I’ve written about this before, my life long and perennial search for home. I am on the pilgrimage of my own longing, making home in my own body- recognizing how little I take care of my physical body, especially when I am traveling. I notice, with surprise, that although I have been longing for home, I do not deeply believe I could belong, or that I will be welcome. I tend these parts who are so scared and so alone, I hold them and heal my fear and make my own welcome in my heart. I pray to not only the dark goddesses of transformation and winter and death, but cultivate relationship with the goddesses of home. I make offerings to the bees and ask for them to show us the way. I mark my calendar for the full moon, Friday the 13th, just before Solstice, promising to enter into ritual and make offerings and prayers for Home. And each day, I listen for the echo, to be claimed or called, for my ancestor’s guidance and the aliveness in my own heart. I learn about places for pilgrimage and ceremony and places for home and the rituals of garden and hearth. I call to the mountains and the waters to call us home.

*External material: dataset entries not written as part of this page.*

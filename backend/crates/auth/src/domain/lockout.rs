//! Lockout Policy
//!
//! Pure decision logic over an account's failed-attempt count and lockout
//! timers. This is the single canonical policy; every call site that touches
//! the counter goes through it.
//!
//! State machine:
//! - 3 consecutive failures deactivate the account with a 2-minute lockout
//!   that auto-expires (the next login attempt reactivates it).
//! - 5 failures block the account permanently. The block is derived from the
//!   counter alone; no separate flag exists, and only an out-of-band
//!   administrative reset can clear it.

use chrono::{DateTime, Duration, Utc};

use crate::domain::entity::Account;

/// Failed attempts at which the account is deactivated with a timed lockout
pub const DEACTIVATION_THRESHOLD: u32 = 3;

/// Failed attempts at which the account is permanently blocked
pub const MAX_FAILED_ATTEMPTS: u32 = 5;

/// Lockout duration applied at the deactivation threshold
pub const LOCKOUT_MINUTES: i64 = 2;

/// Outcome of evaluating an account's lockout state before authentication
#[derive(Debug, Clone, Copy, PartialEq, Eq)]
pub enum LockoutCheck {
    /// Counter reached [`MAX_FAILED_ATTEMPTS`]; terminal, no state change
    Blocked,
    /// Timed lockout has elapsed; caller must reactivate via the store,
    /// then proceed as `Allowed`
    AutoReactivate,
    /// Timed lockout still in force until the carried instant
    StillLockedOut { until: DateTime<Utc> },
    /// Account is inactive for a reason other than an elapsed lockout
    Deactivated,
    /// No lockout objection; proceed to password verification
    Allowed,
}

/// Side effect required after a failed password check
#[derive(Debug, Clone, Copy, PartialEq, Eq)]
pub enum FailureAction {
    /// Counter increment only
    None,
    /// Deactivate the account and start a timed lockout
    Deactivate { lockout_until: DateTime<Utc> },
    /// Counter reached the permanent-block threshold; the block is derived,
    /// so nothing changes beyond the counter itself
    PermanentBlock,
}

/// Progressive lockout policy
pub struct LockoutPolicy;

impl LockoutPolicy {
    /// Evaluate an account's lockout state at `now`
    ///
    /// Rules are checked in order; the first match wins.
    pub fn evaluate(account: &Account, now: DateTime<Utc>) -> LockoutCheck {
        if account.failed_attempts >= MAX_FAILED_ATTEMPTS {
            return LockoutCheck::Blocked;
        }

        if account.lockout_enabled
            && !account.active
            && account
                .lockout_until
                .is_some_and(|until| until <= now)
        {
            return LockoutCheck::AutoReactivate;
        }

        if account.lockout_enabled {
            if let Some(until) = account.lockout_until {
                if until > now {
                    return LockoutCheck::StillLockedOut { until };
                }
            }
        }

        if !account.active {
            return LockoutCheck::Deactivated;
        }

        LockoutCheck::Allowed
    }

    /// Decide the side effect for a failed password check
    ///
    /// `new_count` is the counter value after the increment.
    pub fn on_failure(new_count: u32, now: DateTime<Utc>) -> FailureAction {
        if new_count >= MAX_FAILED_ATTEMPTS {
            FailureAction::PermanentBlock
        } else if new_count == DEACTIVATION_THRESHOLD {
            FailureAction::Deactivate {
                lockout_until: now + Duration::minutes(LOCKOUT_MINUTES),
            }
        } else {
            FailureAction::None
        }
    }
}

And I turn towards my “work” in the world and my Soul’s home in the Ecology of the mythic world; my storytelling, my Death Doula for the Great Dying work, my guiding and mentoring of folks on the soul journey. I recognize myself as a liminal being, an edge dweller, a nomad of sorts, one who is not easily fit into the roles of society. The “home archetype” of the witch of the woods, the walker between worlds, the nomadic storyteller, the wild hermit. How do I hold both of these longings, needs and homes, paradoxically together, in my heart? That is my practice at the moment, yes to the paradox, to the tension, to the not-knowing, to the journey… May the mountains recognize me and may I be a hollow bone for Earth’s dreaming. May my voice, my body, my presence, be nourishment, death doula support and healing in these times.


Images of the Cochise Stronghold, the place where the Chiricahua Apache, led by Cochise, fought the US Army for 9 years, at the end of which they received, then had taken away roughly 3,000,000 sq. miles of land. In these hills are springs, caves, paintings, stories, memories of humans living beautifully with the land. I was here over my birthday, honoring those who found home in these hills and valleys and whose home was not only made of land, but language, wild foods, culture, ceremony and sacred knowledge. This deep ache of not growing up in an Earth-centered and Earth honoring culture is bone deep. It is the reason I am dedicated to re-membering the ancient ways of my ancestors, as well as living with Earth-centric lifeways, in ritual reciprocal relationship with the place, other than humans and more than humans where I live. Why I ache for a home to love and be loved by. And it is the heart of all of my work. Not to say that I am always successful! I forget every single day, hundreds of times. but it is this ache that reminds me, re-members me back into the web of Life. The blessing in the curse. May we remember, may we all find home, may we tend to the land and to each other in these rough times of change.